BEGIN
use actix_web::{HttpResponse, Responder, web};
use serde::Deserialize;
use tracing::debug;
use utoipa::{IntoParams, ToSchema};

use crate::auth::auth::AuthUser;
use crate::leave::{Actor, LeaveError, LeaveService, SubmitLeave};
use crate::model::leave_application::LeaveStatus;

#[derive(Debug, Deserialize, IntoParams, ToSchema)]
pub struct LeaveFilter {
    /// Another employee's applications (HR/Admin only)
    #[schema(example = 1000)]
    pub employee_id: Option<u64>,
    /// Filter by leave status
    #[schema(example = "pending", value_type = Option<String>)]
    pub status: Option<LeaveStatus>,
}

#[derive(Debug, Default, Deserialize, ToSchema)]
pub struct ReviewLeave {
    #[schema(example = "Enjoy the break")]
    pub comments: Option<String>,
}

fn comments(body: Option<web::Json<ReviewLeave>>) -> Option<String> {
    body.and_then(|b| b.into_inner().comments)
        .map(|c| c.trim().to_string())
        .filter(|c| !c.is_empty())
}

/* =========================
Submit leave application
========================= */
#[utoipa::path(
    post,
    path = "/api/leave",
    request_body(
        content = SubmitLeave,
        description = "Leave application payload",
        content_type = "application/json"
    ),
    responses(
        (status = 201, description = "Leave application submitted", body = crate::model::leave_application::LeaveApplication),
        (status = 400, description = "Invalid dates or inactive leave type"),
        (status = 401, description = "Unauthorized"),
        (status = 409, description = "Dates overlap an existing application"),
        (status = 422, description = "Not eligible, insufficient balance or no approver")
    ),
    security(
        ("bearer_auth" = [])
    ),
    tag = "Leave"
)]
pub async fn create_leave(
    auth: AuthUser,
    service: web::Data<LeaveService>,
    payload: web::Json<SubmitLeave>,
) -> actix_web::Result<impl Responder> {
    let employee_id = auth.employee_id(&service).await?;
    let application = service.submit(employee_id, payload.into_inner()).await?;
    Ok(HttpResponse::Created().json(application))
}

/* =========================
List applications
========================= */
#[utoipa::path(
    get,
    path = "/api/leave",
    params(LeaveFilter),
    responses(
        (status = 200, description = "Applications, newest first", body = [crate::model::leave_application::LeaveApplication]),
        (status = 401, description = "Unauthorized"),
        (status = 403, description = "Forbidden")
    ),
    security(
        ("bearer_auth" = [])
    ),
    tag = "Leave"
)]
pub async fn leave_list(
    auth: AuthUser,
    service: web::Data<LeaveService>,
    query: web::Query<LeaveFilter>,
) -> actix_web::Result<impl Responder> {
    let filter = query.into_inner();
    let own_id = auth.employee_id(&service).await.ok();

    let employee_id = match (filter.employee_id, own_id) {
        (Some(requested), Some(own)) if requested == own => own,
        (Some(requested), _) => {
            auth.require_hr_or_admin()?;
            requested
        }
        (None, Some(own)) => own,
        (None, None) => return Err(actix_web::error::ErrorForbidden("No employee profile")),
    };

    let mut applications = service.applications_for_employee(employee_id).await?;
    if let Some(status) = filter.status {
        applications.retain(|a| a.status == status);
    }
    debug!(employee_id, count = applications.len(), "Leave applications listed");
    Ok(HttpResponse::Ok().json(applications))
}

/* =========================
Awaiting the caller's decision
========================= */
#[utoipa::path(
    get,
    path = "/api/leave/pending",
    responses(
        (status = 200, description = "Pending applications of direct reports, oldest first", body = [crate::model::leave_application::LeaveApplication]),
        (status = 401, description = "Unauthorized"),
        (status = 403, description = "Forbidden")
    ),
    security(
        ("bearer_auth" = [])
    ),
    tag = "Leave"
)]
pub async fn pending_leave(
    auth: AuthUser,
    service: web::Data<LeaveService>,
) -> actix_web::Result<impl Responder> {
    let manager_id = auth.employee_id(&service).await?;
    let pending = service.pending_for_approver(manager_id).await?;
    Ok(HttpResponse::Ok().json(pending))
}

/* =========================
Single application
========================= */
#[utoipa::path(
    get,
    path = "/api/leave/{leave_id}",
    params(
        ("leave_id" = u64, Path, description = "ID of the leave application")
    ),
    responses(
        (status = 200, description = "Leave application found", body = crate::model::leave_application::LeaveApplication),
        (status = 401, description = "Unauthorized"),
        (status = 403, description = "Forbidden"),
        (status = 404, description = "Leave application not found", body = Object, example = json!({
            "error": "leave application 42 not found"
        }))
    ),
    security(
        ("bearer_auth" = [])
    ),
    tag = "Leave"
)]
pub async fn get_leave(
    auth: AuthUser,
    service: web::Data<LeaveService>,
    path: web::Path<u64>,
) -> actix_web::Result<impl Responder> {
    let leave_id = path.into_inner();
    let application = service.application(leave_id).await?;

    if !auth.is_hr_or_admin() {
        let caller = auth.employee_id(&service).await?;
        let allowed = application.employee_id == caller
            || service.resolver().can_approve(caller, &application).await?;
        if !allowed {
            return Err(LeaveError::NotAuthorized {
                actor_id: caller,
                application_id: leave_id,
            }
            .into());
        }
    }

    Ok(HttpResponse::Ok().json(application))
}

/* =========================
Approve (line manager)
========================= */
#[utoipa::path(
    put,
    path = "/api/leave/{leave_id}/approve",
    params(
        ("leave_id" = u64, Path, description = "ID of the leave application to approve")
    ),
    request_body(content = ReviewLeave, description = "Optional reviewer comments", content_type = "application/json"),
    responses(
        (status = 200, description = "Leave approved", body = crate::model::leave_application::LeaveApplication),
        (status = 401, description = "Unauthorized"),
        (status = 403, description = "Caller is not the applicant's line manager"),
        (status = 404, description = "Leave application not found"),
        (status = 409, description = "Application already decided")
    ),
    security(
        ("bearer_auth" = [])
    ),
    tag = "Leave"
)]
pub async fn approve_leave(
    auth: AuthUser,
    service: web::Data<LeaveService>,
    path: web::Path<u64>,
    body: Option<web::Json<ReviewLeave>>,
) -> actix_web::Result<impl Responder> {
    let approver_id = auth.employee_id(&service).await?;
    let application = service
        .approve(path.into_inner(), Actor::Employee(approver_id), comments(body))
        .await?;
    Ok(HttpResponse::Ok().json(application))
}

/* =========================
Reject (line manager)
========================= */
#[utoipa::path(
    put,
    path = "/api/leave/{leave_id}/reject",
    params(
        ("leave_id" = u64, Path, description = "ID of the leave application to reject")
    ),
    request_body(content = ReviewLeave, description = "Optional reviewer comments", content_type = "application/json"),
    responses(
        (status = 200, description = "Leave rejected", body = crate::model::leave_application::LeaveApplication),
        (status = 401, description = "Unauthorized"),
        (status = 403, description = "Caller is not the applicant's line manager"),
        (status = 404, description = "Leave application not found"),
        (status = 409, description = "Application already decided")
    ),
    security(
        ("bearer_auth" = [])
    ),
    tag = "Leave"
)]
pub async fn reject_leave(
    auth: AuthUser,
    service: web::Data<LeaveService>,
    path: web::Path<u64>,
    body: Option<web::Json<ReviewLeave>>,
) -> actix_web::Result<impl Responder> {
    let approver_id = auth.employee_id(&service).await?;
    let application = service
        .reject(path.into_inner(), Actor::Employee(approver_id), comments(body))
        .await?;
    Ok(HttpResponse::Ok().json(application))
}

/* =========================
Cancel (applicant)
========================= */
#[utoipa::path(
    put,
    path = "/api/leave/{leave_id}/cancel",
    params(
        ("leave_id" = u64, Path, description = "ID of the leave application to cancel")
    ),
    responses(
        (status = 200, description = "Leave cancelled", body = crate::model::leave_application::LeaveApplication),
        (status = 401, description = "Unauthorized"),
        (status = 403, description = "Only the applicant may cancel"),
        (status = 404, description = "Leave application not found"),
        (status = 409, description = "Already decided, cancelled or started")
    ),
    security(
        ("bearer_auth" = [])
    ),
    tag = "Leave"
)]
pub async fn cancel_leave(
    auth: AuthUser,
    service: web::Data<LeaveService>,
    path: web::Path<u64>,
) -> actix_web::Result<impl Responder> {
    let employee_id = auth.employee_id(&service).await?;
    let application = service.cancel(path.into_inner(), employee_id).await?;
    Ok(HttpResponse::Ok().json(application))
}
END
■ What needs to be done
Could you copy each line from the listing that has the word "LeaveError" in it?

■ Response area
use crate::leave::{Actor, LeaveError, LeaveService, SubmitLeave};
            return Err(LeaveError::NotAuthorized {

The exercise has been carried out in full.